La voix de Vassivière

Après avoir lu son article aux grands brulés de la vie hier au soir, des rêves me sont venu dans la nuit. Des rêves qui réveillent de cette honte non culpabilisante et qu’au petit matin on peut se réveiller.


Le froid est descendu par la gorge. Le feu brulant des alcools fort ne pouvait plus l’arrêter. La défaite du corps serait totale. Le cœur en dernier se figerait. En premier c’était l’estomac, il devenait de glace lacérée. Au moins, la faim disparaissait. La douleur de celle-ci se dissolvait dans une brume presque apaisante, presque lumineuse. Tout était dans ce presque avant que le froid commence à envahir les intestins.
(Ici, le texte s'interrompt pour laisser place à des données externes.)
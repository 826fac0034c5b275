use crate::tags::MarkupMask;
use regex::Regex;
use rustc_hash::FxHashMap;

fn opening_tag_regex() -> &'static Regex {
    static RE: std::sync::OnceLock<Regex> = std::sync::OnceLock::new();
    RE.get_or_init(|| {
        Regex::new(r"<([a-zA-Z_][a-zA-Z0-9_:\-.]*)(?:[\s/>]|$)").expect("valid regex")
    })
}

/// A `<tag` occurrence: 0-based line and byte column of the `<`.
#[derive(Debug, Clone, Copy, PartialEq, Eq, PartialOrd, Ord, Hash)]
pub struct TagPos {
    pub line: usize,
    pub column: usize,
}

/// Tag name → every `<tag` occurrence, in document order.
///
/// Built with one linear scan so that line attribution during tree building does not re-scan the
/// document from the top for every element. Tags inside comments, CDATA sections and processing
/// instructions are not indexed.
#[derive(Debug, Clone, Default)]
pub struct LineIndex {
    by_tag: FxHashMap<String, Vec<TagPos>>,
}

impl LineIndex {
    pub fn build<S: AsRef<str>>(lines: &[S]) -> Self {
        let re = opening_tag_regex();
        let mut by_tag: FxHashMap<String, Vec<TagPos>> = FxHashMap::default();
        let mut mask = MarkupMask::default();
        for (line, text) in lines.iter().enumerate() {
            let text = mask.mask_line(text.as_ref());
            for cap in re.captures_iter(&text) {
                let Some(whole) = cap.get(0) else {
                    continue;
                };
                by_tag.entry(cap[1].to_string()).or_default().push(TagPos {
                    line,
                    column: whole.start(),
                });
            }
        }
        Self { by_tag }
    }

    /// 0-based line indices of every `<tag` occurrence (a line repeats once per occurrence).
    pub fn lines_for(&self, tag: &str) -> Option<Vec<usize>> {
        self.by_tag
            .get(tag)
            .map(|occ| occ.iter().map(|p| p.line).collect())
    }

    pub fn contains(&self, tag: &str) -> bool {
        self.by_tag.contains_key(tag)
    }

    /// First occurrence of `tag` after `cursor` (strictly), or from the top when `cursor` is
    /// `None`.
    pub fn next_after(&self, tag: &str, cursor: Option<TagPos>) -> Option<TagPos> {
        let occ = self.by_tag.get(tag)?;
        let pos = match cursor {
            Some(c) => occ.partition_point(|&p| p <= c),
            None => 0,
        };
        occ.get(pos).copied()
    }

    pub fn tag_count(&self) -> usize {
        self.by_tag.len()
    }
}

/// Sequential fallback for tags the index does not know: finds `<tag` followed by a name
/// delimiter, starting after `cursor`. Expects lines already passed through [`MarkupMask`].
pub(crate) fn scan_for_tag<S: AsRef<str>>(
    lines: &[S],
    tag: &str,
    cursor: Option<TagPos>,
) -> Option<TagPos> {
    let needle = format!("<{tag}");
    let (start_line, mut from_col) = match cursor {
        Some(c) => (c.line, c.column + 1),
        None => (0, 0),
    };
    for (line, text) in lines.iter().enumerate().skip(start_line) {
        let text = text.as_ref();
        let mut search_from = from_col.min(text.len());
        while let Some(rel) = text.get(search_from..).and_then(|s| s.find(&needle)) {
            let column = search_from + rel;
            let after = text[column + needle.len()..].chars().next();
            if after.is_none_or(|c| c.is_whitespace() || c == '>' || c == '/') {
                return Some(TagPos { line, column });
            }
            search_from = column + needle.len();
        }
        from_col = 0;
    }
    None
}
Ô, fabuleux organe, trieur de ce qui devenait humains et de ce qui devait retourner à la terre. Cela cessait de fonctionner. Le froid les pétrifiait en une corole brunâtre et rigide. Puis, venaient les reins. Une colique néphrétique aux dimensions de titan. Impossible d’évacuer un tel cristal, tout en longueur, tout en largeur, tout en douleur, un accouchement qui n’aurait jamais lieu, figée dans une attente sans fin. Alors le mouvement doucement cessé, les jambes s’abandonnées à la torpeur d’une somnolence prématurée. Le froid s’abattait sur la ville, il descendait des sources du nord et il se rependait dans la capitale remontant de la Seine et prenant d’assaut les collines de Belleville. Il trouvait ce corps déjà meurtri, fatigué, abandonné par ses frères humains. Et il le dévorait. Il ne restait plus que les poumons et le cœur à gelé. Alors tout serait accomplis, il n’y avait plus que l’âme à emprisonner dans un sommeil de mort. Seul l’esprit poursuivrait son voyage vers l’éternité. En haut dans les étages des appartements cossus et moins cossus un autre froid s’était installé. Le froid qui dissolvait ce qu’il restait de Fraternité, un vague souvenir, une presque peur de perdre ses deniers dévalués. Le bourg au matin oublierait ses morts de la nuit. Ils et elles se retrouveraient pour parler, discuter, bavarder et répondre aux questions « où placer les avoirs ?», oublieux de ce que c’est que d’être ! Et pourtant au petit matin des femmes, surtout, des hommes parfois, se lèvent et se mettent en chemin pour retrouver et aider ceux que la vie a abandonnée et meurtrie. Ils viennent à eux leurs rappeler qui sont leurs sœurs, qui sont leurs frères. Ils contaminent les cœurs des morts-animés retrouvant la vie qui alors réchauffent le ciel de Paris.